9.5 out of 10 based on 62 ratings

65 comments to Huge Lancet study that was used to stop HCQ trials has been retracted

  • #
    MyOwn

    sent this to richard horton at the lancet on the 28th of the 5th

    you might want to verify surgisphere before somone else does. If I found below and I am only a NOOB imagine what a real investigator could find. The data and origins of this paper are suspect. It looks to be a front to generate business and cash in on the current crises

    Surgisphere Corporation filed as a Domestic For-Profit Corporation in the State of Texas and is no longer active.

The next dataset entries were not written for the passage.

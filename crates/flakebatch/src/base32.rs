//! Crockford Base32 for 64-bit identifiers.
//!
//! A `u64` is written as [`ENCODED_LEN`] characters, most significant first.
//! Thirteen characters carry 65 bits, so the leading character only ever
//! holds the top 4 bits (`0`..=`F`). The encoding is fixed width, which keeps
//! lexicographic order identical to numeric order.

use crate::{Error, Result};

const ALPHABET: &[u8; 32] = b"0123456789ABCDEFGHJKMNPQRSTVWXYZ";
const NO_VALUE: u8 = 255;
const BITS_PER_CHAR: u32 = 5;

/// Number of characters needed to encode a `u64`.
pub const ENCODED_LEN: usize = 13;

/// Lookup table for decoding, accepting lower-case letters and the Crockford
/// aliases `O`, `I` and `L`.
const LOOKUP: [u8; 256] = {
    let mut lut = [NO_VALUE; 256];
    let mut i = 0_u8;
    while i < 32 {
        let c = ALPHABET[i as usize];
        lut[c as usize] = i;
        if c.is_ascii_uppercase() {
            lut[(c + 32) as usize] = i;
        }
        i += 1;
    }
    lut[b'O' as usize] = 0;
    lut[b'o' as usize] = 0;
    lut[b'I' as usize] = 1;
    lut[b'i' as usize] = 1;
    lut[b'L' as usize] = 1;
    lut[b'l' as usize] = 1;
    lut
};

/// Encodes `value` into `buf`, most significant character first.
pub fn encode_base32(value: u64, buf: &mut [u8; ENCODED_LEN]) {
    for (i, slot) in buf.iter_mut().enumerate() {
        let shift = BITS_PER_CHAR * (ENCODED_LEN - 1 - i) as u32;
        *slot = ALPHABET[((value >> shift) & 0x1F) as usize];
    }
}

/// Decodes a fixed-width Crockford Base32 string into a `u64`.
///
/// # Errors
///
/// - [`Error::DecodeInvalidLen`] if `encoded` is not [`ENCODED_LEN`] bytes.
/// - [`Error::DecodeInvalidAscii`] on a byte outside the alphabet.
/// - [`Error::DecodeOverflow`] if the leading character exceeds `F`.
pub fn decode_base32(encoded: &str) -> Result<u64> {
    if encoded.len() != ENCODED_LEN {
        return Err(Error::DecodeInvalidLen {
            len: encoded.len(),
            expected: ENCODED_LEN,
        });
    }

    let mut acc = 0_u64;
    for (index, byte) in encoded.bytes().enumerate() {
        let val = LOOKUP[byte as usize];
        if val == NO_VALUE {
            return Err(Error::DecodeInvalidAscii { byte, index });
        }
        if index == 0 && val > 0x0F {
            return Err(Error::DecodeOverflow);
        }
        acc = (acc << BITS_PER_CHAR) | u64::from(val);
    }

    Ok(acc)
}

#[cfg(test)]
mod tests {
    use super::*;

    fn encode(value: u64) -> String {
        let mut buf = [0_u8; ENCODED_LEN];
        encode_base32(value, &mut buf);
        String::from_utf8(buf.to_vec()).unwrap()
    }

    #[test]
    fn encodes_extremes() {
        assert_eq!(encode(0), "0000000000000");
        assert_eq!(encode(u64::MAX), "FZZZZZZZZZZZZ");
        assert_eq!(encode(31), "000000000000Z");
        assert_eq!(encode(32), "0000000000010");
    }

    #[test]
    fn preserves_ordering() {
        let values = [0, 1, 31, 32, 1 << 22, u64::from(u32::MAX), u64::MAX - 1];
        let encoded: Vec<_> = values.iter().copied().map(encode).collect();
        let mut sorted = encoded.clone();
        sorted.sort();
        assert_eq!(encoded, sorted);
    }

    #[test]
    fn decode_accepts_aliases_and_lowercase() {
        assert_eq!(decode_base32("oooooooooooo1").unwrap(), 1);
        assert_eq!(decode_base32("000000000000L").unwrap(), 1);
        assert_eq!(decode_base32("fzzzzzzzzzzzz").unwrap(), u64::MAX);
    }

    #[test]
    fn decode_rejects_bad_input() {
        assert_eq!(
            decode_base32("000"),
            Err(Error::DecodeInvalidLen {
                len: 3,
                expected: ENCODED_LEN
            })
        );
        assert_eq!(
            decode_base32("00000000000U0"),
            Err(Error::DecodeInvalidAscii {
                byte: b'U',
                index: 11
            })
        );
        assert_eq!(decode_base32("G000000000000"), Err(Error::DecodeOverflow));
    }
}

This corporate entity was filed approximately eight years ago on Thursday, June 28, 2012 , according to public records filed with Texas Secretary of State.
    under the names Nikita Desai and Sapan Desai
    https://www.corporationwiki.com/Texas/Houston/surgisphere-corporation/107670034.aspx

    The address given in the paper is a, For rent-shared office space. basically a cubicle
    https://www.iraq.regus.com/office-space/united-states/illinois/chicago/illinois-chicago-john-hancock-center

    ISO register has no entry for surgisphere under 9001
    http://isoregister.info/

    Dunn and brad street show it only in Houston TX which per above is now defunct
    https://creditreports.dnb.com/webapp/wcs/stores/servlet/IballValidationCmd?storeId=11654&catalogId=70010&productId=0&searchType=BSF&state=TX&busName=SURGISPHERE%20CORPORATION&city=&country=US

    the only reply for surgisphere in IL is 31 polo Dr South Barrington IL and links to a company
    called QUARTZCLINICAL https://www.quartzclinical.com/ ring a bell from the paper
    QUARTZ CLINICAL makes no statement in regards to a massive world wide hospital patient data collection scenario and also does not state any partners. Hospitals wont be giving away this info for free it would be costing millions to get this data.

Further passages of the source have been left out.